Proinflammatory cytokine effects on NO and hepatic progenitor cell differentiation

Background: TNF‐α inhibits hepatocyte apoptosis possibly by iNOS (inducible nitric oxide synthase). Yet some studies show iNOS is also a cell death trigger during early liver regeneration. Hepatic progenitor cells (HPC) from adult tissue are proliferative and bipotent but their ability to upregulate iNOS in response to proinflammatory cytokines is unknown. Aim: To investigate the impact of proinflammatory cytokines on iNOS and HPC survival and differentiation.
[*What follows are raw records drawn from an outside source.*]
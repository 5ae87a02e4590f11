use anyhow::{bail, Context};
use eframe::egui;
use image_mapper::mapper::render::PixelCanvas;
use image_mapper::{ImageMapper, ImageMapperView, Map};
use std::path::{Path, PathBuf};

const USAGE: &str =
    "usage: image_mapper <image> <map.json> [--settings <settings.json>] [--export <out.png>]";

struct Args {
    image: PathBuf,
    map: PathBuf,
    settings: PathBuf,
    export: Option<PathBuf>,
}

fn parse_args() -> anyhow::Result<Args> {
    let mut positional = Vec::new();
    let mut settings = PathBuf::from("image_mapper.json");
    let mut export = None;
    let mut args = std::env::args().skip(1);
    while let Some(arg) = args.next() {
        match arg.as_str() {
            "--settings" => settings = args.next().context(USAGE)?.into(),
            "--export" => export = Some(args.next().context(USAGE)?.into()),
            "-h" | "--help" => bail!(USAGE),
            _ => positional.push(PathBuf::from(arg)),
        }
    }
    let [image, map]: [PathBuf; 2] = positional
        .try_into()
        .map_err(|_| anyhow::anyhow!(USAGE))?;
    Ok(Args {
        image,
        map,
        settings,
        export,
    })
}

struct MapperApp {
    image_path: PathBuf,
    mapper: ImageMapper,
    texture: Option<egui::TextureHandle>,
    load_error: Option<String>,
}

impl eframe::App for MapperApp {
    fn update(&mut self, ctx: &egui::Context, _frame: &mut eframe::Frame) {
        if self.texture.is_none() && self.load_error.is_none() {
            match image_mapper::load_color_image(&self.image_path) {
                Ok(img) => {
                    let name = self.image_path.to_string_lossy().into_owned();
                    self.texture = Some(ctx.load_texture(name, img, egui::TextureOptions::LINEAR));
                }
                Err(err) => {
                    tracing::error!("{err:#}");
                    self.load_error = Some(format!("{err:#}"));
                }
            }
        }

        egui::CentralPanel::default().show(ctx, |ui| match &self.texture {
            Some(texture) => {
                egui::ScrollArea::both().show(ui, |ui| {
                    ImageMapperView::new(&mut self.mapper, texture).show(ui);
                });
            }
            None => {
                let reason = self.load_error.as_deref().unwrap_or("unknown error");
                ui.label(format!("Failed to load image: {reason}"));
            }
        });
    }
}

fn build_mapper(props: image_mapper::ImageMapperProps) -> ImageMapper {
    ImageMapper::new(props)
        .on_load(|| tracing::info!("image map ready"))
        .on_click(|e| {
            tracing::info!(index = e.index, name = ?e.area.name, center = ?e.area.center, "click")
        })
        .on_mouse_enter(|e| tracing::info!(index = e.index, "enter"))
        .on_mouse_leave(|e| tracing::info!(index = e.index, "leave"))
        .on_image_click(|e| tracing::info!(pos = ?e.pos, "image click"))
}

fn export(args: &Args, props: image_mapper::ImageMapperProps, out: &Path) -> anyhow::Result<()> {
    let base = image::open(&args.image)
        .with_context(|| format!("open image {}", args.image.display()))?
        .to_rgba8();
    let mut mapper: ImageMapper<PixelCanvas> = ImageMapper::new(props);
    mapper.mount(
        PixelCanvas::default(),
        egui::vec2(base.width() as f32, base.height() as f32),
    );
    let canvas = mapper
        .surface()
        .context("highlight surface missing after mount")?;
    canvas.save_composited_png(&base, out)?;
    tracing::info!(path = %out.display(), "exported highlighted image");
    Ok(())
}

fn main() -> anyhow::Result<()> {
    let args = parse_args()?;
    let settings = image_mapper::init_from_settings(&args.settings)?;

    let map = Map::load(&args.map)?;
    let props = settings.to_props(args.image.to_string_lossy(), map);

    if let Some(out) = &args.export {
        return export(&args, props, out);
    }

    let native_options = eframe::NativeOptions {
        viewport: egui::ViewportBuilder::default().with_inner_size([800.0, 600.0]),
        ..Default::default()
    };
    let app = MapperApp {
        image_path: args.image.clone(),
        mapper: build_mapper(props),
        texture: None,
        load_error: None,
    };
    eframe::run_native("Image Mapper", native_options, Box::new(move |_cc| Box::new(app)))
        .map_err(|e| anyhow::anyhow!("run viewer: {e}"))
}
Methods: HPC from adult mice were analyzed for iNOS expression during primary culture. HPC colonies were established in growth conditions supplemented with: TNF‐α; IL‐1β + TNF‐α; TGF‐β or IL‐1β. The colonies were analyzed for differentiation markers (albumin, AFP, CK 19) and iNOS upregulation at 20 hours, 3 and 7 days after supplementation. Results: HPC expression of iNOS occurs immediately after isolation but is lost by day 2 of culture. Supplementation with IL‐1β + TNF‐α in proliferating HPC yields a persistent upregulation of iNOS which is not seen after supplementation with individual cytokines. HPC express hepatic and biliary genes after culture with proinflammatory cytokines. Conclusions: iNOS is not routinely expressed during hepatic progenitor cell proliferation but can be induced in response to a combination of proinflammatory cytokines. Upregulation of iNOS expression does not lead to a loss of the bipotentiality of the HPC population.